(WORK TASK) This exercise requires an exact copy of each line from the one containing "vec![Effect::DestroyWindow]" down to the last line below.

++++ RECORDS PROVIDED ++++

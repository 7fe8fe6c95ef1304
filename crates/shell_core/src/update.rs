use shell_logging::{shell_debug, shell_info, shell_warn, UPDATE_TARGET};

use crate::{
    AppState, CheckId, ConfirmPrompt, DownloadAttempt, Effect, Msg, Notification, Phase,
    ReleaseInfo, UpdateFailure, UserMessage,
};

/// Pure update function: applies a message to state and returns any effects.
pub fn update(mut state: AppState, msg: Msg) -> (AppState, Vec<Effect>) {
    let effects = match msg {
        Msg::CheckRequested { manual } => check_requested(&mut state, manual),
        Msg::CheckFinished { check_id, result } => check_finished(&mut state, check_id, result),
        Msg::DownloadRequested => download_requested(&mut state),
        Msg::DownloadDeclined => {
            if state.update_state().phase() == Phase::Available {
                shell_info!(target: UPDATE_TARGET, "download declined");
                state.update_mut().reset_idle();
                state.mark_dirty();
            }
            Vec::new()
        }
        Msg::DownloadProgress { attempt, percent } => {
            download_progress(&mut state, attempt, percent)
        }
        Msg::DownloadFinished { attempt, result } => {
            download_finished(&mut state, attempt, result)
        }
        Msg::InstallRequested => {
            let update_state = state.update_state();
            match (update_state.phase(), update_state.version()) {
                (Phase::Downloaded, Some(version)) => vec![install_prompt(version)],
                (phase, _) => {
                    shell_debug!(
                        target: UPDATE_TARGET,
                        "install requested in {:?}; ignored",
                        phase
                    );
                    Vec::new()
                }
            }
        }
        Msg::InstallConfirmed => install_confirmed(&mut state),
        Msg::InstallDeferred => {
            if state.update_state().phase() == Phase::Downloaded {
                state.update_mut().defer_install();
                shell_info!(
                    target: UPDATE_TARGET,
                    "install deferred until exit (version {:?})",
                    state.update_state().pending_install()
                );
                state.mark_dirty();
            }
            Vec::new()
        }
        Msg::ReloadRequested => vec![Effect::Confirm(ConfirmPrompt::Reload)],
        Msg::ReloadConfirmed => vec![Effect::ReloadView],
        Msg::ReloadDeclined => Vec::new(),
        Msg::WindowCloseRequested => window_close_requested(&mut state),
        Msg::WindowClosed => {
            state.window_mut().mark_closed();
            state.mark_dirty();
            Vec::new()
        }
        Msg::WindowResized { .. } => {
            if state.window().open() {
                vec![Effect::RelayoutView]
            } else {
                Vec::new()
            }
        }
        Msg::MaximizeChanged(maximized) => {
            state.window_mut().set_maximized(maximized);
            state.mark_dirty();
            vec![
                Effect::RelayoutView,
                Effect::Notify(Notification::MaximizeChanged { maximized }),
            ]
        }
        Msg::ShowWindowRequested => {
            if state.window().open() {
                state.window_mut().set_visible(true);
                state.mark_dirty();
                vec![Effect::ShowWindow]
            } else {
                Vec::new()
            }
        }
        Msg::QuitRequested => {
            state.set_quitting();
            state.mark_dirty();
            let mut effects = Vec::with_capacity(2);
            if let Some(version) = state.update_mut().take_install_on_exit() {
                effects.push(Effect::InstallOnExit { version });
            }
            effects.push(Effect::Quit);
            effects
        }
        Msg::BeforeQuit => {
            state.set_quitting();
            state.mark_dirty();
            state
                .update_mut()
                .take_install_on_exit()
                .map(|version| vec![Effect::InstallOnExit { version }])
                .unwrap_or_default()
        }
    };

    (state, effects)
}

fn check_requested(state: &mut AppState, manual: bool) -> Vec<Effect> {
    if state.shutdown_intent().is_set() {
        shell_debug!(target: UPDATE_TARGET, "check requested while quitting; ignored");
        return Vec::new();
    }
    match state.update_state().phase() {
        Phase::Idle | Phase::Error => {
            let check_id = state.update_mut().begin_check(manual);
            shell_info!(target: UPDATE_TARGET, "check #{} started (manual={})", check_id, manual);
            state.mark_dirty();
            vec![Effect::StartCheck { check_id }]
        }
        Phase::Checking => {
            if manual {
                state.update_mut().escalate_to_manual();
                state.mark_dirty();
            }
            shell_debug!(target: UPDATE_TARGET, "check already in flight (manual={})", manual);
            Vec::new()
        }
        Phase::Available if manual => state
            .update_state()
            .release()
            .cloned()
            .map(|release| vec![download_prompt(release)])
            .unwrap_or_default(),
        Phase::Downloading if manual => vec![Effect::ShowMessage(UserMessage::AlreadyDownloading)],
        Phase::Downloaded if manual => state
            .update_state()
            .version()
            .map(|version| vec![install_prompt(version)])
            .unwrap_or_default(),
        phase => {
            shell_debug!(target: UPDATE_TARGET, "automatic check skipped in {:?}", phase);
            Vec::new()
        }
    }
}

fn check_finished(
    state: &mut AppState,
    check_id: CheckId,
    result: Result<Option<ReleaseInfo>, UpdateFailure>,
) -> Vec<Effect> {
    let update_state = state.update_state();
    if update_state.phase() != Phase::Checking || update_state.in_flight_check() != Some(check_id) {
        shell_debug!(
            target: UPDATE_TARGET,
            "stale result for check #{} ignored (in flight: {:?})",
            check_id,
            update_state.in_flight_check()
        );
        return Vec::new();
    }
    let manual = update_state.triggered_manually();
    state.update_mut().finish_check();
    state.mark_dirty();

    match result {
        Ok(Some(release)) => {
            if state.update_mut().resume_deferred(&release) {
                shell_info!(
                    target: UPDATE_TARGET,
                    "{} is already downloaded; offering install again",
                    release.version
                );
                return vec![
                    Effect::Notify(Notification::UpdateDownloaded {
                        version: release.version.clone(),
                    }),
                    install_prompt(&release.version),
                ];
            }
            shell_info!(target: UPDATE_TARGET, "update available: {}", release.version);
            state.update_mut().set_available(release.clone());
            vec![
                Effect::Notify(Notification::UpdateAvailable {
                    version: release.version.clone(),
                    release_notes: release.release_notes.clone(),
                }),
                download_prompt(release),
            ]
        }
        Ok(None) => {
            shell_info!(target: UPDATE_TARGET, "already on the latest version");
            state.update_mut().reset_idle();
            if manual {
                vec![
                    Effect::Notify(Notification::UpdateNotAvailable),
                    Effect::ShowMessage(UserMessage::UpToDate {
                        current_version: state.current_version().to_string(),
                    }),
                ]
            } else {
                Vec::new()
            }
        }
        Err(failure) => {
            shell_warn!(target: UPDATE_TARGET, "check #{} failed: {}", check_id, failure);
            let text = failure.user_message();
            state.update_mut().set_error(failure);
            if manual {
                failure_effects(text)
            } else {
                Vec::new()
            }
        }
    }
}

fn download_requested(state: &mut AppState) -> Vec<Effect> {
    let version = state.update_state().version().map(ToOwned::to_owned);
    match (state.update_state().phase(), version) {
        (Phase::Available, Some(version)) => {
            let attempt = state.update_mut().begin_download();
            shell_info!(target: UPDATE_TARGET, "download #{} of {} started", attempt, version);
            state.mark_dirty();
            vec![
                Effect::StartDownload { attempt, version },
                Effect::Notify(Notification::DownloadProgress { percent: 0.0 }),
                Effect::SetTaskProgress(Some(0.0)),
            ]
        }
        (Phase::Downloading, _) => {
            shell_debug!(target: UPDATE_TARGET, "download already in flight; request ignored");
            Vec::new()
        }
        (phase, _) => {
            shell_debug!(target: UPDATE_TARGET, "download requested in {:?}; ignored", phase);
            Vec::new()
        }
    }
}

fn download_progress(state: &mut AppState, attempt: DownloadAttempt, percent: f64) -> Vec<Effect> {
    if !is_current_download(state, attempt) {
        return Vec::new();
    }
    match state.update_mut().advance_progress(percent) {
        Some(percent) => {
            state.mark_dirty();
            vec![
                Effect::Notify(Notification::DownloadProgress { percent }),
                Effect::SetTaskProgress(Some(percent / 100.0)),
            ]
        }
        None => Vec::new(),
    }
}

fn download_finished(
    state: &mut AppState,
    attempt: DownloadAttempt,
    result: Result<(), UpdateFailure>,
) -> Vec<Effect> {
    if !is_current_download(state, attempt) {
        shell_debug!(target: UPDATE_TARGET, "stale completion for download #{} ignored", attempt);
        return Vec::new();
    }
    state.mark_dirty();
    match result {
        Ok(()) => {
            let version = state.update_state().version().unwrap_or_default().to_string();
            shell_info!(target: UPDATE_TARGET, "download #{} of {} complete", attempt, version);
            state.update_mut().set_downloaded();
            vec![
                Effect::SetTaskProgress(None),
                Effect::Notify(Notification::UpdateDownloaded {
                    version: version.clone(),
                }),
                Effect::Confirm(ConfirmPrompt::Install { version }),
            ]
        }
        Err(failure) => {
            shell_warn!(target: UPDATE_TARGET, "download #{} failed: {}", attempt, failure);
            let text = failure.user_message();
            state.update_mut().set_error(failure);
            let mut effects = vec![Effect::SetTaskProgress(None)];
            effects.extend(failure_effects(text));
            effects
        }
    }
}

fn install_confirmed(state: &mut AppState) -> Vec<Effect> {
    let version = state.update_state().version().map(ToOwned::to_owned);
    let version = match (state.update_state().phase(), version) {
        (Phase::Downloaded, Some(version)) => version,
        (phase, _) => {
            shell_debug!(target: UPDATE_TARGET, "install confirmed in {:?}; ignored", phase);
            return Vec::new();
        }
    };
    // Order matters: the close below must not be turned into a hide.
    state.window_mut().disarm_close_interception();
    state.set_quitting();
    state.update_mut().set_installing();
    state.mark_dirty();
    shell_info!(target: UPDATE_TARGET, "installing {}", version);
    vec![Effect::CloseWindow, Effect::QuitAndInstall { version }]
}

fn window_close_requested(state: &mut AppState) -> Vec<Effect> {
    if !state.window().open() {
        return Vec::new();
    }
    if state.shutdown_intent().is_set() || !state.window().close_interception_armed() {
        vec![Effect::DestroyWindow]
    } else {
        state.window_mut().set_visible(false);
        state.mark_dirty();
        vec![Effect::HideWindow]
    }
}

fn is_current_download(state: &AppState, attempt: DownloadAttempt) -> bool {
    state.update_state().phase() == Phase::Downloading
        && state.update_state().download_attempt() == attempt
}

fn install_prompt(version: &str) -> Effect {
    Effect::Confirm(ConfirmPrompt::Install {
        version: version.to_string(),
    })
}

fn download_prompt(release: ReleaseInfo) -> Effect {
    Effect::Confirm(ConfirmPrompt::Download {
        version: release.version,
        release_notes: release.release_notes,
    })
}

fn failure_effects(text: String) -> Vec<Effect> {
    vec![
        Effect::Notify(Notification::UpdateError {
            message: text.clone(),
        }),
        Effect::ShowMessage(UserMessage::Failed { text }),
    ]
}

++++

(SOLUTION FOR THIS EXERCISE)
        vec![Effect::DestroyWindow]
    } else {
        state.window_mut().set_visible(false);
        state.mark_dirty();
        vec![Effect::HideWindow]
    }
}

fn is_current_download(state: &AppState, attempt: DownloadAttempt) -> bool {
    state.update_state().phase() == Phase::Downloading
        && state.update_state().download_attempt() == attempt
}

fn install_prompt(version: &str) -> Effect {
    Effect::Confirm(ConfirmPrompt::Install {
        version: version.to_string(),
    })
}

fn download_prompt(release: ReleaseInfo) -> Effect {
    Effect::Confirm(ConfirmPrompt::Download {
        version: release.version,
        release_notes: release.release_notes,
    })
}

fn failure_effects(text: String) -> Vec<Effect> {
    vec![
        Effect::Notify(Notification::UpdateError {
            message: text.clone(),
        }),
        Effect::ShowMessage(UserMessage::Failed { text }),
    ]
}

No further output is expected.